EXERCISE> Find every line in the data that contains the word "poller". Return each of those lines.

[ENTRIES PROVIDED]

use std::{path::PathBuf, sync::Arc};

use anyhow::{anyhow, bail, Context, Result};
use clap::{Parser, Subcommand};
use portal_client::{
    AdvanceOutcome, DashboardEvent, DashboardState, DashboardView,
    HttpPortalTransport, PollingDashboardClient, Progress, StepWizardClient, WizardForm,
};
use shared::error::FieldErrors;
use tracing::info;
use tracing_subscriber::EnvFilter;

mod config;
mod values;

use config::{load_settings, Settings, DEFAULT_CONFIG_PATH};
use values::load_step_values;

#[derive(Parser, Debug)]
#[command(about = "Faculty portal client: profile wizard and analytics dashboard")]
struct Args {
    #[arg(long, default_value = DEFAULT_CONFIG_PATH)]
    config: PathBuf,
    /// Overrides `base_url` from the settings file and environment.
    #[arg(long)]
    base_url: Option<String>,
    #[command(subcommand)]
    command: Command,
}

#[derive(Subcommand, Debug)]
enum Command {
    /// Complete the faculty profile, saving one step at a time.
    Wizard {
        #[arg(long)]
        values: PathBuf,
    },
    /// Show submission analytics, refreshing until interrupted.
    Dashboard {
        #[arg(long)]
        once: bool,
    },
}

#[tokio::main]
async fn main() -> Result<()> {
    tracing_subscriber::fmt()
        .with_env_filter(
            EnvFilter::try_from_default_env().unwrap_or_else(|_| EnvFilter::new("info")),
        )
        .init();
    let args = Args::parse();

    let mut settings = load_settings(&args.config)?;
    if let Some(base_url) = args.base_url {
        settings.base_url = base_url;
    }
    let transport = Arc::new(
        HttpPortalTransport::new(settings.transport_config()?)
            .context("failed to build portal transport")?,
    );
    info!(base_url = %transport.config().base_url, "portal client ready");

    match args.command {
        Command::Wizard { values } => run_wizard(&settings, transport, values).await,
        Command::Dashboard { once } => run_dashboard(&settings, transport, once).await,
    }
}

async fn run_wizard(
    settings: &Settings,
    transport: Arc<HttpPortalTransport>,
    values_path: PathBuf,
) -> Result<()> {
    let step_values = load_step_values(&values_path)?;
    let wizard = StepWizardClient::new(
        transport,
        WizardForm::faculty_profile(),
        settings.completion_redirect()?,
    )?;

    for (step, fields) in step_values {
        for (name, value) in fields {
            wizard.set_step_field(step, name, value).await?;
        }
    }

    println!("{}", render_progress(&wizard.progress().await));
    loop {
        match wizard.advance().await {
            Ok(AdvanceOutcome::Advanced(progress)) => println!("{}", render_progress(&progress)),
            Ok(AdvanceOutcome::Completed { redirect }) => {
                println!("Profile complete. Continue at {redirect}");
                return Ok(());
            }
            Err(err) => {
                if let Some(errors) = err.field_errors() {
                    eprint!("{}", render_field_errors(errors));
                }
                let step = wizard.state().await.current_step();
                return Err(anyhow!(err).context(format!(
                    "step {step} was not saved; fix the errors and run again"
                )));
            }
        }
    }
}

async fn run_dashboard(
    settings: &Settings,
    transport: Arc<HttpPortalTransport>,
    once: bool,
) -> Result<()> {
    let dashboard = PollingDashboardClient::new(transport);

    if once {
        dashboard.poll().await;
        return match dashboard.state().await {
            DashboardState::Content(view) => {
                println!("{}", render_view(&view));
                Ok(())
            }
            DashboardState::Error { message } => bail!("failed to load analytics: {message}"),
            DashboardState::Loading => bail!("analytics are not available right now"),
        };
    }

    let mut events = dashboard.subscribe();
    let poller = dashboard.start(settings.poll_interval())?;
    let ctrl_c = tokio::signal::ctrl_c();
    tokio::pin!(ctrl_c);

    let result = loop {
        tokio::select! {
            event = events.recv() => match event {
                Some(DashboardEvent::Updated(view)) => println!("{}", render_view(&view)),
                Some(DashboardEvent::LoadFailed { message }) => {
                    break Err(anyhow!("failed to load analytics: {message}"));
                }
                Some(DashboardEvent::Reloading) => {}
                None => break Ok(()),
            },
            _ = &mut ctrl_c => break Ok(()),
        }
    };

    poller.shutdown().await;
    events.unsubscribe();
    result
}

fn render_progress(progress: &Progress) -> String {
    format!(
        "Step {} of {} ({}%)",
        progress.step, progress.total_steps, progress.percent
    )
}

fn render_view(view: &DashboardView) -> String {
    let [approved, pending] = view.chart.datapoints();
    let [approved_label, pending_label] = view.chart.labels();
    format!(
        "total={} pending={} approved={} approval_rate={} | {approved_label}={approved} {pending_label}={pending}",
        view.stats.total, view.stats.pending, view.stats.approved, view.stats.approval_rate,
    )
}

fn render_field_errors(errors: &FieldErrors) -> String {
    errors
        .iter()
        .flat_map(|(field, messages)| {
            messages
                .iter()
                .map(move |message| format!("  {field}: {message}\n"))
        })
        .collect()
}

#[cfg(test)]
#[path = "tests/main_tests.rs"]
mod tests;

[/ENTRIES PROVIDED]

RESULT OF THE TASK>
    let poller = dashboard.start(settings.poll_interval())?;
    poller.shutdown().await;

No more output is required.